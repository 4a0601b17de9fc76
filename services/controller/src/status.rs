//! Status calculation and write-back.
//!
//! The status is recomputed from the observed instances on every pass and
//! written only when it differs from what the deployment already carries.
//! Writes use optimistic concurrency: on conflict the deployment is re-read
//! and the write retried with backoff, unless another actor changed the spec
//! or the canary pause conditions in between, in which case the pass is
//! abandoned so it can be recomputed from the fresh object.

use std::time::Duration;

use chrono::{DateTime, Utc};
use tracing::{debug, info, warn};

use crate::cluster::{ClusterClient, ClusterError};
use crate::error::ControllerResult;
use crate::model::{
    CanaryStatus, DeploymentCondition, GameDeployment, GameDeploymentStatus, PauseCondition,
    PreDeleteHookCondition, Selector, WorkloadInstance,
};
use crate::retry::BackoffPolicy;
use crate::revision::ResolvedRevisions;
use crate::update::UpdateStrategy;

/// Inputs for one status computation beyond the observed instances.
pub struct StatusInputs<'a> {
    pub revisions: &'a ResolvedRevisions,
    pub selector: &'a Selector,
    pub canary: Option<CanaryStatus>,
    pub conditions: Vec<DeploymentCondition>,
    pub pre_delete_hooks: Vec<PreDeleteHookCondition>,
}

/// Computes the status of `deploy` from its live instances.
pub fn calculate_status(
    deploy: &GameDeployment,
    instances: &[WorkloadInstance],
    inputs: StatusInputs<'_>,
    now: DateTime<Utc>,
) -> GameDeploymentStatus {
    let strategy = UpdateStrategy::from(deploy.spec.update_strategy.kind);
    let min_ready = deploy.spec.min_ready_seconds;
    let update = inputs.revisions.update.name();

    let mut status = GameDeploymentStatus {
        observed_generation: deploy.meta.generation,
        replicas: instances.len() as i32,
        current_revision: inputs.revisions.current.name().to_string(),
        update_revision: update.to_string(),
        collision_count: inputs.revisions.collision_count,
        label_selector: inputs.selector.to_string(),
        canary: inputs.canary,
        conditions: inputs.conditions,
        pre_delete_hooks: inputs.pre_delete_hooks,
        ..Default::default()
    };

    for instance in instances {
        let updated = instance.revision() == Some(update);
        let available = strategy.is_ready(instance, min_ready, now);
        if instance.is_ready() {
            status.ready_replicas += 1;
        }
        if available {
            status.available_replicas += 1;
        }
        if updated {
            status.updated_replicas += 1;
            if available {
                status.updated_ready_replicas += 1;
            }
        }
    }

    status
}

/// Time until the next ready instance crosses `min_ready_seconds`.
pub fn next_availability_check(
    deploy: &GameDeployment,
    instances: &[WorkloadInstance],
    now: DateTime<Utc>,
) -> Option<Duration> {
    instances
        .iter()
        .filter_map(|i| i.until_available(deploy.spec.min_ready_seconds, now))
        .min()
        .and_then(|d| d.to_std().ok())
}

pub struct StatusWriter<'a> {
    client: &'a dyn ClusterClient,
    backoff: BackoffPolicy,
    retries: u32,
}

impl<'a> StatusWriter<'a> {
    pub fn new(client: &'a dyn ClusterClient, retries: u32) -> Self {
        Self {
            client,
            backoff: BackoffPolicy::default(),
            retries,
        }
    }

    pub fn with_backoff(mut self, backoff: BackoffPolicy) -> Self {
        self.backoff = backoff;
        self
    }

    /// Writes `status` if it differs from the one on `deploy`. Returns true
    /// when a write happened.
    pub async fn write(
        &self,
        deploy: &GameDeployment,
        status: GameDeploymentStatus,
    ) -> ControllerResult<bool> {
        if deploy.status.as_ref() == Some(&status) {
            debug!(deployment = %deploy.key(), "Status unchanged");
            return Ok(false);
        }

        let observed_pause = pause_conditions(deploy);
        let mut target = deploy.clone();
        target.status = Some(status);
        let mut attempt = 0;

        loop {
            let err = match self.client.update_deployment_status(&target).await {
                Ok(_) => {
                    info!(
                        deployment = %deploy.key(),
                        attempt,
                        "Updated deployment status"
                    );
                    return Ok(true);
                }
                Err(e) if e.is_conflict() && attempt < self.retries => e,
                Err(e) => return Err(e.into()),
            };

            let delay = self.backoff.delay(attempt);
            attempt += 1;
            warn!(
                deployment = %deploy.key(),
                attempt,
                delay_ms = delay.as_millis() as u64,
                error = %err,
                "Status write conflicted, retrying"
            );
            tokio::time::sleep(delay).await;

            let fresh = self.client.get_deployment(&deploy.key()).await?;
            if fresh.meta.generation != deploy.meta.generation {
                return Err(ClusterError::Conflict(format!(
                    "{} spec changed during status write",
                    deploy.key()
                ))
                .into());
            }
            if pause_conditions(&fresh) != observed_pause {
                return Err(ClusterError::Conflict(format!(
                    "{} pause conditions changed during status write",
                    deploy.key()
                ))
                .into());
            }

            let status = target.status.take();
            target = fresh;
            target.status = status;
        }
    }
}

fn pause_conditions(deploy: &GameDeployment) -> Vec<PauseCondition> {
    deploy
        .status
        .as_ref()
        .and_then(|s| s.canary.as_ref())
        .map(|c| c.pause_conditions.clone())
        .unwrap_or_default()
}
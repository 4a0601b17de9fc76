//! Retry delays.

use std::time::Duration;

use rand::Rng;

/// Doubling delay schedule, capped at `max`, with optional additive jitter.
///
/// Used for status write conflicts and for work queue retries.
#[derive(Debug, Clone)]
pub struct BackoffPolicy {
    pub base: Duration,
    pub max: Duration,
    /// Fraction of the delay added at random, clamped to `0.0..=1.0`.
    pub jitter: f64,
}

impl Default for BackoffPolicy {
    fn default() -> Self {
        Self {
            base: Duration::from_millis(10),
            max: Duration::from_secs(1),
            jitter: 0.25,
        }
    }
}

impl BackoffPolicy {
    /// Schedule without jitter.
    pub fn exact(base: Duration, max: Duration) -> Self {
        Self {
            base,
            max,
            jitter: 0.0,
        }
    }

    /// Delay before retry number `attempt`, counting from 0.
    pub fn delay(&self, attempt: u32) -> Duration {
        let factor = 1u32.checked_shl(attempt).unwrap_or(u32::MAX);
        let delay = self.base.saturating_mul(factor).min(self.max);

        let fraction = self.jitter.clamp(0.0, 1.0);
        if fraction == 0.0 || delay.is_zero() {
            return delay;
        }
        delay + delay.mul_f64(rand::rng().random_range(0.0..fraction))
    }
}

#[cfg(test)]
mod tests {
    use super::*;

    #[test]
    fn test_exact_backoff_doubles_and_caps() {
        let policy = BackoffPolicy::exact(Duration::from_millis(5), Duration::from_millis(100));
        assert_eq!(policy.delay(0), Duration::from_millis(5));
        assert_eq!(policy.delay(1), Duration::from_millis(10));
        assert_eq!(policy.delay(3), Duration::from_millis(40));
        assert_eq!(policy.delay(10), Duration::from_millis(100));
        assert_eq!(policy.delay(u32::MAX), Duration::from_millis(100));
    }

    #[test]
    fn test_jitter_stays_in_range() {
        let policy = BackoffPolicy {
            base: Duration::from_millis(100),
            max: Duration::from_secs(10),
            jitter: 0.5,
        };
        for _ in 0..100 {
            let d = policy.delay(1);
            assert!(d >= Duration::from_millis(200));
            assert!(d < Duration::from_millis(300));
        }
    }
}
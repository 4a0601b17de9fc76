//! Builders shared by the unit tests.

use std::collections::BTreeMap;

use crate::model::{
    labels, Container, GameDeployment, GameDeploymentSpec, InstanceSpec, InstanceTemplate,
    LabelSelector, ObjectMeta, WorkloadInstance,
};

pub(crate) const NAMESPACE: &str = "games";

pub(crate) fn template(app: &str, image: &str) -> InstanceTemplate {
    InstanceTemplate {
        labels: BTreeMap::from([("app".to_string(), app.to_string())]),
        annotations: BTreeMap::new(),
        spec: InstanceSpec {
            containers: vec![Container {
                name: "server".into(),
                image: image.into(),
                ..Default::default()
            }],
            ..Default::default()
        },
    }
}

pub(crate) fn deployment(name: &str, replicas: i32, image: &str) -> GameDeployment {
    GameDeployment {
        meta: ObjectMeta::named(NAMESPACE, name),
        spec: GameDeploymentSpec {
            replicas,
            selector: LabelSelector::from_labels([("app", name)]),
            template: template(name, image),
            scale_strategy: Default::default(),
            update_strategy: Default::default(),
            pre_delete_hook: None,
            min_ready_seconds: 0,
            revision_history_limit: None,
        },
        status: None,
    }
}

/// An instance of `deploy` on `revision`, as the scale engine would build it.
pub(crate) fn instance(deploy: &GameDeployment, revision: &str, identity: &str) -> WorkloadInstance {
    let mut meta = ObjectMeta::named(NAMESPACE, format!("{}-{identity}", deploy.name()));
    meta.labels = deploy.spec.template.labels.clone();
    meta.labels
        .insert(labels::DEPLOYMENT.into(), deploy.name().to_string());
    meta.labels
        .insert(labels::REVISION_HASH.into(), revision.to_string());
    meta.labels
        .insert(labels::INSTANCE_ID.into(), identity.to_string());
    meta.owner_references.push(deploy.owner_reference());
    WorkloadInstance {
        meta,
        spec: deploy.spec.template.spec.clone(),
        status: Default::default(),
    }
}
_ _ _ _ _
-- WHAT TO DO --
Filter the entries down to the lines containing "fresh". Copy each of those lines.

-- TASK ANSWER --
//! abandoned so it can be recomputed from the fresh object.
            let fresh = self.client.get_deployment(&deploy.key()).await?;
            if fresh.meta.generation != deploy.meta.generation {
            if pause_conditions(&fresh) != observed_pause {
            target = fresh;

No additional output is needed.